Dataset entries:
- - -

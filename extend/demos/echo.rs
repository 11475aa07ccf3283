//
// Copyright 2026 Hans W. Uhlig. All Rights Reserved.
//
// Licensed under the Apache License, Version 2.0 (the "License");
// you may not use this file except in compliance with the License.
// You may obtain a copy of the License at
//
//      http://www.apache.org/licenses/LICENSE-2.0
//
// Unless required by applicable law or agreed to in writing, software
// distributed under the License is distributed on an "AS IS" BASIS,
// WITHOUT WARRANTIES OR CONDITIONS OF ANY KIND, either express or implied.
// See the License for the specific language governing permissions and
// limitations under the License.
//

//! Echo service between two Peers joined by an in-memory link.
//!
//! The client opens a Channel to the server's `"echo"` receiver, sends a few
//! requests, pings the server and closes everything down again.
//!
//! Run it with logging:
//! ```bash
//! RUST_LOG=extend=debug cargo run --example echo
//! ```

use extend::codec::{CodecError, FieldReader, FieldWriter};
use extend::protocol::{
    Message, MessageCatalog, MessageConstructor, MessageHeader, Protocol, Request, RequestHeader,
    Response,
};
use extend::{Channel, ExtendError, MemoryTransport, Peer, PeerConfig, Receiver};
use std::sync::Arc;
use std::sync::atomic::{AtomicU64, Ordering};
use std::time::Duration;
use tracing_subscriber::EnvFilter;

/// Asks the server to repeat `text`, shouting if requested.
#[derive(Debug, Default)]
struct Echo {
    header: MessageHeader,
    request: RequestHeader,
    text: String,
    shout: bool,
}

impl Echo {
    const TYPE_ID: i32 = 1;
}

impl Message for Echo {
    fn message_type(&self) -> i32 {
        Self::TYPE_ID
    }

    fn header(&self) -> &MessageHeader {
        &self.header
    }

    fn header_mut(&mut self) -> &mut MessageHeader {
        &mut self.header
    }

    fn read_external(&mut self, input: &mut FieldReader<'_>) -> Result<(), CodecError> {
        self.text = input.read_string(0)?.unwrap_or_default();
        self.shout = input.read_bool(1)?.unwrap_or(false);
        Ok(())
    }

    fn write_external(&self, output: &mut FieldWriter<'_>) -> Result<(), CodecError> {
        output.write_string(0, &self.text)?;
        output.write_bool(1, self.shout)
    }

    fn as_request(&self) -> Option<&dyn Request> {
        Some(self)
    }

    fn as_request_mut(&mut self) -> Option<&mut dyn Request> {
        Some(self)
    }
}

impl Request for Echo {
    fn request_header(&self) -> &RequestHeader {
        &self.request
    }

    fn request_header_mut(&mut self) -> &mut RequestHeader {
        &mut self.request
    }

    fn process(&mut self, channel: &Arc<Channel>, response: &mut Response) -> Result<(), ExtendError> {
        if self.text.is_empty() {
            return Err(ExtendError::illegal_argument("nothing to echo"));
        }
        let reply = if self.shout {
            self.text.to_uppercase()
        } else {
            self.text.clone()
        };
        response.set_value(channel.require_serializer()?, &reply)
    }
}

fn new_response() -> Box<dyn Message> {
    Box::new(Response::new(0))
}

fn new_echo() -> Box<dyn Message> {
    Box::<Echo>::default()
}

struct EchoCatalog;

impl MessageCatalog for EchoCatalog {
    fn message_constructors(&self, version: i32) -> Option<Vec<MessageConstructor>> {
        (version == 1).then(|| vec![new_response as MessageConstructor, new_echo])
    }
}

fn echo_protocol() -> Result<Protocol, ExtendError> {
    Ok(Protocol::new("Echo", 1, 1, EchoCatalog)?)
}

/// Counts what it serves and lets each request answer itself.
struct EchoReceiver {
    protocol: Arc<Protocol>,
    served: AtomicU64,
}

impl Receiver for EchoReceiver {
    fn name(&self) -> &str {
        "echo"
    }

    fn protocol(&self) -> Arc<Protocol> {
        Arc::clone(&self.protocol)
    }

    fn register_channel(&self, channel: &Arc<Channel>) -> Result<(), ExtendError> {
        println!("server: channel {} opened", channel.id());
        Ok(())
    }

    fn on_channel_closed(&self, channel: &Arc<Channel>) -> Result<(), ExtendError> {
        println!(
            "server: channel {} closed after {} requests",
            channel.id(),
            self.served.load(Ordering::Relaxed)
        );
        Ok(())
    }

    fn on_message(&self, channel: &Arc<Channel>, message: &mut dyn Message) -> Result<(), ExtendError> {
        self.served.fetch_add(1, Ordering::Relaxed);
        message.dispatch(channel)
    }
}

fn echo(channel: &Arc<Channel>, text: &str, shout: bool) -> Result<Option<String>, ExtendError> {
    let mut request = channel.create::<Echo>(Echo::TYPE_ID)?;
    request.text = text.to_string();
    request.shout = shout;
    channel.request_value(request)
}

fn main() -> Result<(), Box<dyn std::error::Error>> {
    tracing_subscriber::fmt()
        .with_env_filter(EnvFilter::from_default_env())
        .init();

    println!("=== Echo Example ===\n");

    let server = Peer::acceptor(PeerConfig::new("echo-server"))?;
    let protocol = Arc::new(echo_protocol()?);
    server.register_receiver(Arc::new(EchoReceiver {
        protocol,
        served: AtomicU64::new(0),
    }))?;

    let client = Peer::initiator(
        PeerConfig::new("echo-client").with_request_timeout(Some(Duration::from_secs(5))),
    )?;
    client.register_protocol(echo_protocol()?)?;

    let (client_link, server_link) = MemoryTransport::pair();
    server.accept(server_link)?;
    let connection = client.connect(client_link)?;
    println!("client: connected as {} to peer {:?}", connection.id(), connection.peer_id());

    let channel = client.open_channel(&connection, "Echo", "echo", None, None)?;
    println!("client: opened channel {}", channel.id());

    for (text, shout) in [("hello", false), ("is anybody out there", true)] {
        let reply = echo(&channel, text, shout)?;
        println!("client: {text:?} -> {reply:?}");
    }

    match echo(&channel, "", false) {
        Err(error) if error.is_remote() => println!("client: server refused: {error}"),
        other => println!("client: unexpected outcome {other:?}"),
    }

    if client.ping(&connection)? {
        println!("client: ping sent");
    }
    println!(
        "client: sent {} messages, received {}",
        connection.stats().messages_sent(),
        connection.stats().messages_received()
    );

    channel.close()?;
    client.shutdown();
    server.shutdown();
    println!("\ndone");
    Ok(())
}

- - -

What the task requires: Go through the data above and copy each line that holds the word "EchoReceiver".

Solution below:
struct EchoReceiver {
impl Receiver for EchoReceiver {
    server.register_receiver(Arc::new(EchoReceiver {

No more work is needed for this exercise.